The human mind has the uncanny ability to fill in details that simply don’t appear on the page. While this skill helps us digest information quickly and fill in gaps, it has a downside. We can miss important details or see things that aren’t there. That’s why publications need multiple proofreaders, since the mind naturally glosses over errors and “sees” what it expects to see.
This is an easy mistake to make when reading the Bible, too. We hear stories since childhood, graphically retold by imaginative Sunday school teachers and preachers. Then we sit down to read the text itself, expecting those details and voilà they’re there! Some misconceptions are relatively innocent, but others can lead to serious misunderstandings that ultimately cause people to question things the Bible never actually stated.
Misunderstandings are on full display when it comes to the biblical account of the Flood. Are you guilty of any of these ten common misconceptions?
It Never Rained Before the Flood
Many creationists insist the Bible teaches that rain had never fallen prior to the Flood. This idea largely comes from a phrase in Genesis 2:5: “. . . before any plant of the field was in the earth and before any herb of the field had grown. For the Lord God had not caused it to rain on the earth, and there was no man to till the ground” (emphasis added).
Is this verse referring to all of the time between Creation and the Flood? Certainly God could have created a different hydrologic cycle than the one in place now, but what is stated?
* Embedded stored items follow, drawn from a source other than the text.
//! `prospector` binary: runs a generated cave world with a scripted or
//! stdin-driven player and prints engine snapshots as JSON lines.

use std::io::BufRead;
use std::path::PathBuf;
use std::sync::Arc;

use clap::Parser;
use tracing::{info, warn};

use prospector_app::components::Inventory;
use prospector_app::game_loop::{spawn_game_loop, LoopOptions, DEFAULT_TICK_RATE};
use prospector_app::logging;
use prospector_app::session::SessionSetup;
use prospector_app::signal::CueSignal;
use prospector_app::state::{AppError, GameLoopCommand};
use prospector_core::binding::{Binding, Signal};
use prospector_core::constants::{CAVE_DETECTOR_ID, ORE_DETECTOR_ID, SCANNER_BEEP_CUE};
use prospector_engine::config::{DetectorConfig, EngineConfig};
use prospector_engine::presets;
use prospector_world::{CaveGenConfig, CaveGenerator};

#[derive(Debug, Parser)]
#[command(name = "prospector", about = "Headless proximity detector demo")]
struct Args {
    /// World generation seed.
    #[arg(long, default_value_t = 42)]
    seed: u64,

    /// Stop after this many ticks. Runs until `quit` on stdin if omitted.
    #[arg(long)]
    ticks: Option<u64>,

    /// JSON detector configuration. Uses the bundled presets if omitted.
    #[arg(long)]
    config: Option<PathBuf>,

    /// Log filter, e.g. `info` or `prospector_engine=debug`.
    /// Falls back to `RUST_LOG`, then `info`.
    #[arg(long)]
    log: Option<String>,

    #[arg(long, default_value_t = DEFAULT_TICK_RATE)]
    tick_rate: u32,
}

fn signal_for(detector: &str, cue: Option<&str>) -> Arc<dyn Signal> {
    Arc::new(CueSignal::new(detector, cue.unwrap_or(SCANNER_BEEP_CUE)))
}

fn load_bindings(args: &Args) -> Result<(Vec<Binding>, EngineConfig), AppError> {
    match &args.config {
        Some(path) => {
            let config = DetectorConfig::load(path)?;
            let bindings = config.bindings(|spec| signal_for(&spec.id, spec.cue.as_deref()))?;
            info!(path = %path.display(), detectors = bindings.len(), "Configuration loaded");
            Ok((bindings, config.engine))
        }
        None => {
            let bindings = vec![
                presets::cave_detector(signal_for(CAVE_DETECTOR_ID, None))?,
                presets::ore_detector(signal_for(ORE_DETECTOR_ID, None))?,
            ];
            Ok((bindings, EngineConfig::default()))
        }
    }
}

fn main() -> Result<(), AppError> {
    let args = Args::parse();

    tracing_subscriber::fmt()
        .with_env_filter(logging::env_filter(args.log.as_deref()))
        .with_target(true)
        .with_writer(std::io::stderr)
        .init();

    info!(seed = args.seed, "prospector starting");

    let generator = CaveGenerator::new(CaveGenConfig {
        seed: args.seed,
        ..CaveGenConfig::default()
    });
    let voxels = generator.generate();
    info!(chunks = voxels.loaded_chunks(), "World generated");

    let (bindings, config) = load_bindings(&args)?;
    let mut slots: Vec<Option<String>> =
        bindings.iter().map(|b| Some(b.detector_id().to_owned())).collect();
    slots.push(None);

    let setup = SessionSetup {
        voxels,
        bindings,
        config,
        spawn: generator.spawn_point().as_dvec3(),
        inventory: Inventory { slots },
    };
    let options = LoopOptions {
        tick_rate: args.tick_rate,
        max_ticks: args.ticks,
    };

    // Print only snapshots that follow a new scan.
    let mut last_scan = 0;
    let (cmd_tx, handle) = spawn_game_loop(setup, options, move |snapshot| {
        if snapshot.scan_count == last_scan {
            return;
        }
        last_scan = snapshot.scan_count;
        match serde_json::to_string(snapshot) {
            Ok(line) => println!("{line}"),
            Err(err) => warn!(%err, "Failed to serialize snapshot"),
        }
    })?;

    // With a tick limit, closing stdin must not end the loop early.
    let _keepalive = args.ticks.map(|_| cmd_tx.clone());

    // Forward stdin commands. The thread dies with the process.
    std::thread::Builder::new()
        .name("prospector-stdin".into())
        .spawn(move || {
            for line in std::io::stdin().lock().lines() {
                let Ok(line) = line else { break };
                if line.trim().is_empty() {
                    continue;
                }
                match line.parse::<GameLoopCommand>() {
                    Ok(cmd) => {
                        if cmd_tx.send(cmd).is_err() {
                            break;
                        }
                    }
                    Err(err) => warn!(%err, "Ignoring input"),
                }
            }
        })?;

    let ticks = handle.join().map_err(|_| AppError::LoopPanicked)??;
    info!(ticks, "prospector finished");
    Ok(())
}
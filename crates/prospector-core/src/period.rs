//! Distance-to-period mapping for detector feedback.
//!
//! A period function turns the distance to the nearest detected cell into
//! the repetition period of the feedback signal. Coarse, banded functions
//! keep the period stable across scans so the scheduler is rarely touched.

use crate::constants::DEFAULT_SCALE_COUNT;
use crate::error::BindingError;
use crate::region::Region;

/// Pure mapping from nearest-target distance (cells) to signal period (ms).
pub trait PeriodFn: Send + Sync {
    /// Period in milliseconds. Must be positive.
    fn period_ms(&self, min_distance: u32) -> u32;
}

impl<F> PeriodFn for F
where
    F: Fn(u32) -> u32 + Send + Sync,
{
    fn period_ms(&self, min_distance: u32) -> u32 {
        self(min_distance)
    }
}

/// Linear interpolation between `low` and `high` over `scale_count` bands.
///
/// `scale = clamp(floor(N * d / L), 0, N)` where `L` is the region diagonal,
/// then `period = low + (high - low) * scale / N`. This yields `N + 1`
/// distinct periods.
#[derive(Debug, Clone, Copy, PartialEq)]
pub struct LinearPeriodFn {
    diagonal: f64,
    low: u32,
    high: u32,
    scale_count: u32,
}

impl LinearPeriodFn {
    /// Period function spanning the diagonal of `region`.
    pub fn for_region(region: &Region, low: u32, high: u32) -> Result<Self, BindingError> {
        Self::with_scale_count(region, low, high, DEFAULT_SCALE_COUNT)
    }

    pub fn with_scale_count(
        region: &Region,
        low: u32,
        high: u32,
        scale_count: u32,
    ) -> Result<Self, BindingError> {
        if low == 0 || high == 0 || scale_count == 0 {
            return Err(BindingError::InvalidPeriod {
                low,
                high,
                scale_count,
            });
        }
        Ok(Self {
            diagonal: region.diagonal_length(),
            low,
            high,
            scale_count,
        })
    }

    pub fn low(&self) -> u32 {
        self.low
    }

    pub fn high(&self) -> u32 {
        self.high
    }

    pub fn scale_count(&self) -> u32 {
        self.scale_count
    }

    /// Distance band in `0..=scale_count`.
    pub fn scale(&self, min_distance: u32) -> u32 {
        let n = f64::from(self.scale_count);
        let raw = (n * f64::from(min_distance) / self.diagonal).floor();
        raw.clamp(0.0, n) as u32
    }
}

impl PeriodFn for LinearPeriodFn {
    fn period_ms(&self, min_distance: u32) -> u32 {
        let low = i64::from(self.low);
        let high = i64::from(self.high);
        let scale = i64::from(self.scale(min_distance));
        let period = low + (high - low) * scale / i64::from(self.scale_count);
        // Lies between low and high, both positive u32.
        period as u32
    }
}

#[cfg(test)]
mod tests {
    use glam::IVec3;

    use super::*;

    fn cave_region() -> Region {
        Region::new(IVec3::new(-1, -55, -1), IVec3::new(1, -5, 1)).unwrap()
    }

    #[test]
    fn test_zero_distance_is_low() {
        let f = LinearPeriodFn::for_region(&cave_region(), 250, 1000).unwrap();
        assert_eq!(f.period_ms(0), 250);
    }

    #[test]
    fn test_beyond_diagonal_is_high() {
        let region = cave_region();
        let f = LinearPeriodFn::for_region(&region, 250, 1000).unwrap();
        let diagonal = region.diagonal_length().ceil() as u32;
        for d in [diagonal, diagonal + 1, diagonal * 3, u32::MAX] {
            assert_eq!(f.period_ms(d), 1000, "distance {d}");
        }
    }

    #[test]
    fn test_monotonic_non_decreasing() {
        let f = LinearPeriodFn::for_region(&Region::cube(32).unwrap(), 200, 2000).unwrap();
        let mut previous = 0;
        for d in 0..200 {
            let p = f.period_ms(d);
            assert!(p >= previous, "period dropped at distance {d}: {p} < {previous}");
            previous = p;
        }
    }

    #[test]
    fn test_produces_scale_count_plus_one_bands() {
        let f = LinearPeriodFn::for_region(&cave_region(), 250, 1000).unwrap();
        let mut periods: Vec<u32> = (0..200).map(|d| f.period_ms(d)).collect();
        periods.dedup();
        assert_eq!(periods, vec![250, 437, 625, 812, 1000]);
    }

    #[test]
    fn test_inverted_bounds_decrease() {
        let f = LinearPeriodFn::for_region(&cave_region(), 1000, 250).unwrap();
        assert_eq!(f.period_ms(0), 1000);
        assert_eq!(f.period_ms(10_000), 250);
    }

    #[test]
    fn test_invalid_parameters_rejected() {
        let region = cave_region();
        assert!(LinearPeriodFn::for_region(&region, 0, 1000).is_err());
        assert!(LinearPeriodFn::for_region(&region, 250, 0).is_err());
        assert!(LinearPeriodFn::with_scale_count(&region, 250, 1000, 0).is_err());
    }

    #[test]
    fn test_closure_period_fn() {
        let f = |d: u32| 100 + d * 10;
        assert_eq!(PeriodFn::period_ms(&f, 3), 130);
    }
}
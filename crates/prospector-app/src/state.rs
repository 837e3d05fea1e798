//! Commands and errors shared between the CLI and the game loop thread.

use std::str::FromStr;

use glam::DVec3;

use prospector_core::error::BindingError;
use prospector_engine::error::{ConfigError, EngineError};

/// Player input applied at the start of a tick.
#[derive(Debug, Clone, PartialEq)]
pub enum PlayerCommand {
    /// Move by an offset.
    Move(DVec3),
    /// Jump to an absolute position.
    Teleport(DVec3),
    /// Hold the item in a hotbar slot.
    Select(usize),
}

/// Messages sent to the game loop thread.
#[derive(Debug, Clone, PartialEq)]
pub enum GameLoopCommand {
    Player(PlayerCommand),
    /// Shut down the game loop thread gracefully.
    Shutdown,
}

#[derive(Debug, thiserror::Error, PartialEq, Eq)]
pub enum ParseCommandError {
    #[error("empty command")]
    Empty,
    #[error("unknown command: {0}")]
    Unknown(String),
    #[error("{command} expects {expected}")]
    BadArguments {
        command: &'static str,
        expected: &'static str,
    },
}

impl FromStr for GameLoopCommand {
    type Err = ParseCommandError;

    /// Parses `move x y z`, `tp x y z`, `select n` and `quit`.
    fn from_str(line: &str) -> Result<Self, Self::Err> {
        let mut words = line.split_whitespace();
        let Some(verb) = words.next() else {
            return Err(ParseCommandError::Empty);
        };
        let args: Vec<&str> = words.collect();
        match verb {
            "move" | "m" => parse_vec(&args, "move")
                .map(|v| GameLoopCommand::Player(PlayerCommand::Move(v))),
            "tp" | "teleport" => parse_vec(&args, "tp")
                .map(|v| GameLoopCommand::Player(PlayerCommand::Teleport(v))),
            "select" | "s" => match args.as_slice() {
                [n] => n
                    .parse()
                    .map(|slot| GameLoopCommand::Player(PlayerCommand::Select(slot)))
                    .map_err(|_| ParseCommandError::BadArguments {
                        command: "select",
                        expected: "a slot index",
                    }),
                _ => Err(ParseCommandError::BadArguments {
                    command: "select",
                    expected: "a slot index",
                }),
            },
            "quit" | "exit" => Ok(GameLoopCommand::Shutdown),
            other => Err(ParseCommandError::Unknown(other.to_owned())),
        }
    }
}

fn parse_vec(args: &[&str], command: &'static str) -> Result<DVec3, ParseCommandError> {
    let bad = || ParseCommandError::BadArguments {
        command,
        expected: "three numbers",
    };
    match args {
        [x, y, z] => {
            let x = x.parse().map_err(|_| bad())?;
            let y = y.parse().map_err(|_| bad())?;
            let z = z.parse().map_err(|_| bad())?;
            Ok(DVec3::new(x, y, z))
        }
        _ => Err(bad()),
    }
}

/// Errors surfaced by the host application.
#[derive(Debug, thiserror::Error)]
pub enum AppError {
    #[error(transparent)]
    Config(#[from] ConfigError),

    #[error(transparent)]
    Binding(#[from] BindingError),

    #[error(transparent)]
    Engine(#[from] EngineError),

    #[error("failed to spawn game loop thread: {0}")]
    Spawn(#[from] std::io::Error),

    #[error("game loop thread panicked")]
    LoopPanicked,
}
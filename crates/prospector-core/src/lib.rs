//! Core types and definitions for the PROSPECTOR detection engine.
//!
//! This crate defines the vocabulary shared across all other crates:
//! regions, bindings, period functions, signals, scan outcomes,
//! snapshots, errors, and constants.
//! It has no dependency on any scheduler, world, or host runtime.

pub mod binding;
pub mod constants;
pub mod error;
pub mod events;
pub mod period;
pub mod region;
pub mod state;

pub use binding::{Binding, BindingBuilder, Signal};
pub use error::{BindingError, RegionError, SampleError, ScheduleError};
pub use events::ScanOutcome;
pub use period::{LinearPeriodFn, PeriodFn};
pub use region::Region;
pub use state::EngineSnapshot;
Another way to understand this passage is that it refers to the conditions prior to the first man and his Fall. That is, before Adam was created, rain had not fallen and two particular types of plants had not grown but would appear after he sinned. The plants mentioned in Genesis 2:5, the “plant of the field” and the “herb of the field,” refer to cultivated plants and desert shrubs, respectively.1 These are not the same plants mentioned as being created on Day Three (Genesis 1:11). The reason these plants had not grown yet is that “God had not caused it to rain on the earth, and there was no man to till the ground.” These conditions would soon change.
So rather than describing Earth’s conditions throughout the pre-Flood world, this verse is likely just explaining the environment prior to Day Six.